# Venison Backstrap



## jtn1965 (Jun 5, 2016)

Can anyone give me ideas on what to marinate a venison back strap in? I am planning on wrapping it in bacon like a pork tender when I smoke it?

Thank s.

jtn1965


----------



## arronbutler88 (Jun 5, 2016)

I like to marinade mine in soy sauce, minced fresh garlic, worchestershire,Dijon mustard, red pepper flakes and a few tablespoons of honey. For at least half a day. Of your feeling lazy buy Allegro seasoning and add red pepper a tablespoon of Dijon and honey.


----------



## jtn1965 (Jun 5, 2016)

Thank you for the reply. When I tried Allegro in the past on wild game it cam out to salty.
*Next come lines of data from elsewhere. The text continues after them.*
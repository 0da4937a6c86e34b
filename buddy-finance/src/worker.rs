//! Background advice worker.
//!
//! Confirmation never waits on advice: the caller appends the transaction,
//! then queues an [`AdviceRequest`]. Each request runs as its own task and the
//! result comes back as an [`AdviceEvent`] for the state owner to attach.
//! A second request for the same transaction aborts the one in flight.

use std::collections::HashMap;

use buddy_core::{BudgetState, Transaction};
use tokio::sync::mpsc;
use tokio::task::JoinHandle;
use tracing::debug;

use crate::advice::{Advisor, FALLBACK_ADVICE, HISTORY_LIMIT};

#[derive(Debug, Clone)]
pub struct AdviceRequest {
    pub transaction: Transaction,
    /// Prior transactions, most recent first
    pub history: Vec<Transaction>,
}

impl AdviceRequest {
    /// Snapshot a confirmed transaction and the history before it.
    pub fn from_state(state: &BudgetState, transaction_id: &str) -> Option<Self> {
        let ledger = state.ledger();
        let transaction = ledger.get(transaction_id)?.clone();
        let history = ledger
            .transactions()
            .iter()
            .filter(|t| t.id != transaction_id)
            .take(HISTORY_LIMIT)
            .cloned()
            .collect();
        Some(Self {
            transaction,
            history,
        })
    }
}

#[derive(Debug, Clone, PartialEq)]
pub struct AdviceEvent {
    pub transaction_id: String,
    pub advice: String,
}

impl AdviceEvent {
    pub fn is_fallback(&self) -> bool {
        self.advice == FALLBACK_ADVICE
    }

    /// Attach to the state; false if the transaction is gone.
    pub fn apply(&self, state: &mut BudgetState) -> bool {
        state.attach_advice(&self.transaction_id, self.advice.clone())
    }
}

/// Runs until `rx` closes, then waits for the tasks still in flight.
pub async fn run_worker(
    advisor: Advisor,
    mut rx: mpsc::UnboundedReceiver<AdviceRequest>,
    tx: mpsc::UnboundedSender<AdviceEvent>,
) {
    let mut in_flight: HashMap<String, JoinHandle<()>> = HashMap::new();

    while let Some(req) = rx.recv().await {
        in_flight.retain(|_, h| !h.is_finished());

        let id = req.transaction.id.clone();
        if let Some(prev) = in_flight.remove(&id) {
            debug!(id = %id, "Cancelling in-flight advice");
            prev.abort();
        }

        let advisor = advisor.clone();
        let tx2 = tx.clone();
        in_flight.insert(
            id,
            tokio::spawn(async move {
                let advice = advisor.advise(&req.transaction, &req.history).await;
                let _ = tx2.send(AdviceEvent {
                    transaction_id: req.transaction.id,
                    advice,
                });
            }),
        );
    }

    for (_, h) in in_flight {
        let _ = h.await;
    }
}

#[cfg(test)]
mod tests {
    use super::*;
    use crate::advice::{AdviceProvider, ChatTurn};
    use anyhow::Result;
    use async_trait::async_trait;
    use buddy_core::{Category, NewTransaction, TransactionType};
    use chrono::{NaiveDate, TimeZone, Utc};
    use std::sync::Arc;
    use std::time::Duration;

    struct Echo;

    #[async_trait]
    impl AdviceProvider for Echo {
        async fn complete(&self, messages: &[ChatTurn]) -> Result<String> {
            let history = messages[1].content.lines().filter(|l| l.starts_with("expense")).count();
            Ok(format!("seen {history}"))
        }
    }

    fn state_with(n: usize) -> (BudgetState, Vec<String>) {
        let mut state = BudgetState::new();
        let now = Utc.with_ymd_and_hms(2026, 2, 18, 9, 0, 0).unwrap();
        let day = NaiveDate::from_ymd_opt(2026, 2, 18).unwrap();
        let ids = (0..n)
            .map(|i| {
                let t = NewTransaction::new(1.0 + i as f64, "Snack", Category::FoodDining, TransactionType::Expense, day)
                    .unwrap();
                state.confirm_transaction(t, now).transaction_id
            })
            .collect();
        (state, ids)
    }

    #[test]
    fn test_request_excludes_the_transaction_itself() {
        let (state, ids) = state_with(3);
        let req = AdviceRequest::from_state(&state, &ids[2]).unwrap();
        assert_eq!(req.transaction.id, ids[2]);
        assert_eq!(req.history.len(), 2);
        assert!(req.history.iter().all(|t| t.id != ids[2]));
        assert!(AdviceRequest::from_state(&state, "missing").is_none());
    }

    #[tokio::test]
    async fn test_worker_delivers_advice_after_confirmation() {
        let (mut state, ids) = state_with(2);
        let advisor = Advisor::new(Arc::new(Echo), Duration::from_secs(5));

        let (req_tx, req_rx) = mpsc::unbounded_channel();
        let (ev_tx, mut ev_rx) = mpsc::unbounded_channel();
        let worker = tokio::spawn(run_worker(advisor, req_rx, ev_tx));

        // Confirmed and visible before any advice exists.
        assert!(state.ledger().get(&ids[1]).unwrap().advice.is_none());

        req_tx.send(AdviceRequest::from_state(&state, &ids[1]).unwrap()).unwrap();
        drop(req_tx);

        let ev = ev_rx.recv().await.unwrap();
        assert_eq!(ev.transaction_id, ids[1]);
        assert_eq!(ev.advice, "seen 1");
        assert!(!ev.is_fallback());
        assert!(ev.apply(&mut state));
        assert_eq!(state.ledger().get(&ids[1]).unwrap().advice.as_deref(), Some("seen 1"));

        worker.await.unwrap();
        assert!(ev_rx.recv().await.is_none());
    }

    #[tokio::test]
    async fn test_disabled_advisor_yields_fallback_event() {
        let (state, ids) = state_with(1);
        let (req_tx, req_rx) = mpsc::unbounded_channel();
        let (ev_tx, mut ev_rx) = mpsc::unbounded_channel();
        let worker = tokio::spawn(run_worker(Advisor::disabled(), req_rx, ev_tx));

        req_tx.send(AdviceRequest::from_state(&state, &ids[0]).unwrap()).unwrap();
        drop(req_tx);

        let ev = ev_rx.recv().await.unwrap();
        assert!(ev.is_fallback());
        worker.await.unwrap();
    }
}
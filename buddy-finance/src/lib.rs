//! buddy-finance: best-effort spending advice for confirmed transactions and
//! the background worker that delivers it.

pub mod advice;
pub mod worker;

pub use advice::{
    AdviceProvider, Advisor, ChatTurn, FALLBACK_ADVICE, HttpAdviceProvider, build_messages,
};
pub use worker::{AdviceEvent, AdviceRequest, run_worker};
But maybe the dijon and the honey would counteract the salty flavor.


----------



## arronbutler88 (Jun 5, 2016)

That is absolutely why I do that. The Dijon tang really cuts the savory saltiness of the soy or Allegro


----------



## worktogthr (Jun 5, 2016)

I just cooked one yesterday and didn't marinade at all.  Used a coffee based rub and wrapped it in my homemade bacon:













image.jpeg



__ worktogthr
__ Jun 5, 2016


----------



## arronbutler88 (Jun 5, 2016)

That looks killer!!


----------



## jtn1965 (Jun 5, 2016)

That looks very good. What else is in the rub besides coffee?

Thanks.

jtn1965


----------



## worktogthr (Jun 5, 2016)

jtn1965 said:


> That looks very good. What else is in the rub besides coffee?
> Thanks.
> jtn1965



Thanks!  It was actually trader joes coffee garlic rub.


----------



## akeisler (Jun 11, 2016)

I like to marinate mine in equal parts Italian dressing and Dales seasoning and add a little red pepper flakes to taste.


----------